Set down exactly the lines below, starting at the one that contains "Destination of the bus" and ending at the one that contains "at this boundary", with both of those lines included and nothing else.

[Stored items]

^^^^^^^^^^^^^^^^

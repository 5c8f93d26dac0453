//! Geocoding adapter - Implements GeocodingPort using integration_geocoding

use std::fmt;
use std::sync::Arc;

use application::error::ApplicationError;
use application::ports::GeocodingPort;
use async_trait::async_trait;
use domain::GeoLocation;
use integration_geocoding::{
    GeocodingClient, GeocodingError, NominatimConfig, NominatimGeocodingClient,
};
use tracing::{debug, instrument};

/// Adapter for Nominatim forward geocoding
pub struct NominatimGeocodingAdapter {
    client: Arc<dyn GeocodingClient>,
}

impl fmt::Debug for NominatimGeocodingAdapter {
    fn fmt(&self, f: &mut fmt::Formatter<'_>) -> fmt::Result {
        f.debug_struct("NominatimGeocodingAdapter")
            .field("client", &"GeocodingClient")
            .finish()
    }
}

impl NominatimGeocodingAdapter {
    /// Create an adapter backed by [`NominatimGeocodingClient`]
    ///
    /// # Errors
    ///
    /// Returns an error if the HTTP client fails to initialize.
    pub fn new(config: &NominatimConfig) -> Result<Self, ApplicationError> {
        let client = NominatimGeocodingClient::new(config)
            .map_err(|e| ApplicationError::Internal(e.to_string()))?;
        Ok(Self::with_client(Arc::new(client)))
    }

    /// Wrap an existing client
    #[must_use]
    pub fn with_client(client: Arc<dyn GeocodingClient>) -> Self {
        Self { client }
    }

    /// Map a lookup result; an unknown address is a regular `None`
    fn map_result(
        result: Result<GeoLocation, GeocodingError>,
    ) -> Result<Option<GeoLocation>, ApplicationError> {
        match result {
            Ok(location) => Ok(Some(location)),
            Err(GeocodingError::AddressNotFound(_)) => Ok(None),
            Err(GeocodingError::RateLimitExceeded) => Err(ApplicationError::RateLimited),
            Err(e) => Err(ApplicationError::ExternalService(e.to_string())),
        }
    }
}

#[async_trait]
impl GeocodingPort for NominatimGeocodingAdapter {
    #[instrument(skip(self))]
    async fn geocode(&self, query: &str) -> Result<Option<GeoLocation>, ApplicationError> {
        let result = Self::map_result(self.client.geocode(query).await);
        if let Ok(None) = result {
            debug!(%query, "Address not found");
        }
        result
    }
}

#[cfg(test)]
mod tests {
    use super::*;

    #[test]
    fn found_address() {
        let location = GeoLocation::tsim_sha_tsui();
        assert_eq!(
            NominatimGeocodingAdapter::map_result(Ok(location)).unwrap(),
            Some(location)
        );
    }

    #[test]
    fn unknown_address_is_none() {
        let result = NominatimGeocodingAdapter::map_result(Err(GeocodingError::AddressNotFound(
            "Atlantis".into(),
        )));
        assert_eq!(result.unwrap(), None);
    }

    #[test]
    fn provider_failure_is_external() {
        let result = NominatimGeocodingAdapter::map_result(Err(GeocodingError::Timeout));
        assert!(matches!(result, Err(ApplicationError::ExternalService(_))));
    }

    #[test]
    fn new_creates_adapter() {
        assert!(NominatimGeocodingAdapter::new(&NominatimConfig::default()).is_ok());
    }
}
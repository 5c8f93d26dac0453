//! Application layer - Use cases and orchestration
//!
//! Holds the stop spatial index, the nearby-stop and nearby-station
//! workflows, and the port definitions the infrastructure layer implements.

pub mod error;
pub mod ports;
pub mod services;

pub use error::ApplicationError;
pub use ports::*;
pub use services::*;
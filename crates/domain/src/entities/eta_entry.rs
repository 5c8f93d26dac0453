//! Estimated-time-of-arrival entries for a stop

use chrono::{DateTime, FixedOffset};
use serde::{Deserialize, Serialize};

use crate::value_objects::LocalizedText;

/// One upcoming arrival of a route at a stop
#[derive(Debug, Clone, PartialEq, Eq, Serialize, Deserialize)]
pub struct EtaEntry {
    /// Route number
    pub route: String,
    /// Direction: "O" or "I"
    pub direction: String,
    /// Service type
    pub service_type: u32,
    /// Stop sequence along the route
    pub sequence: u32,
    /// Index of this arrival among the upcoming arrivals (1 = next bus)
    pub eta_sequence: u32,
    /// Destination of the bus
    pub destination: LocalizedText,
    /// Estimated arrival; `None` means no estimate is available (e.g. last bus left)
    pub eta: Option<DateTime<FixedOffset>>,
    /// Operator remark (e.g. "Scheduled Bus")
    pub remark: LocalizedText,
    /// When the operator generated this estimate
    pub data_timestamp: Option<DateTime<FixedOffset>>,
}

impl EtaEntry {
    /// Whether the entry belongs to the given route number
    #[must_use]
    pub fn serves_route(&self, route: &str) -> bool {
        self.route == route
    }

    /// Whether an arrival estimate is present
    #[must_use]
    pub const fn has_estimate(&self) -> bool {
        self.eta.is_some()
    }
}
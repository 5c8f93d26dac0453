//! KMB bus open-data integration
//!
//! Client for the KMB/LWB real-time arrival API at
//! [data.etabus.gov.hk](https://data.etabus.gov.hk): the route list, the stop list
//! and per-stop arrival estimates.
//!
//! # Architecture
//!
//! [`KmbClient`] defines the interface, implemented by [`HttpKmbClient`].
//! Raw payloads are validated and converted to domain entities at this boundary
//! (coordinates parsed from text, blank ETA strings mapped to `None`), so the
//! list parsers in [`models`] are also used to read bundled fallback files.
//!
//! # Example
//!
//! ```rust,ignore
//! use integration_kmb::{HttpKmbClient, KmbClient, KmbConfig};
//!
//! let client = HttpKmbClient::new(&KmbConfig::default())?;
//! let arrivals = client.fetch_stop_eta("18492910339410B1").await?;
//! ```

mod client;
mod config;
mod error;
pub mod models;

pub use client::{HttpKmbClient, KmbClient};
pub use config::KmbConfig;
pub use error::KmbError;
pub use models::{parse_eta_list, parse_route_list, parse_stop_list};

^^^^^^^^^^^^^^^^

_RESULT OF THIS TASK_.
    /// Destination of the bus
    pub destination: LocalizedText,
    /// Estimated arrival; `None` means no estimate is available (e.g. last bus left)
    pub eta: Option<DateTime<FixedOffset>>,
    /// Operator remark (e.g. "Scheduled Bus")
    pub remark: LocalizedText,
    /// When the operator generated this estimate
    pub data_timestamp: Option<DateTime<FixedOffset>>,
}

impl EtaEntry {
    /// Whether the entry belongs to the given route number
    #[must_use]
    pub fn serves_route(&self, route: &str) -> bool {
        self.route == route
    }

    /// Whether an arrival estimate is present
    #[must_use]
    pub const fn has_estimate(&self) -> bool {
        self.eta.is_some()
    }
}
repository 5c8f93d26dac0453
//! KMB bus open-data integration
//!
//! Client for the KMB/LWB real-time arrival API at
//! [data.etabus.gov.hk](https://data.etabus.gov.hk): the route list, the stop list
//! and per-stop arrival estimates.
//!
//! # Architecture
//!
//! [`KmbClient`] defines the interface, implemented by [`HttpKmbClient`].
//! Raw payloads are validated and converted to domain entities at this boundary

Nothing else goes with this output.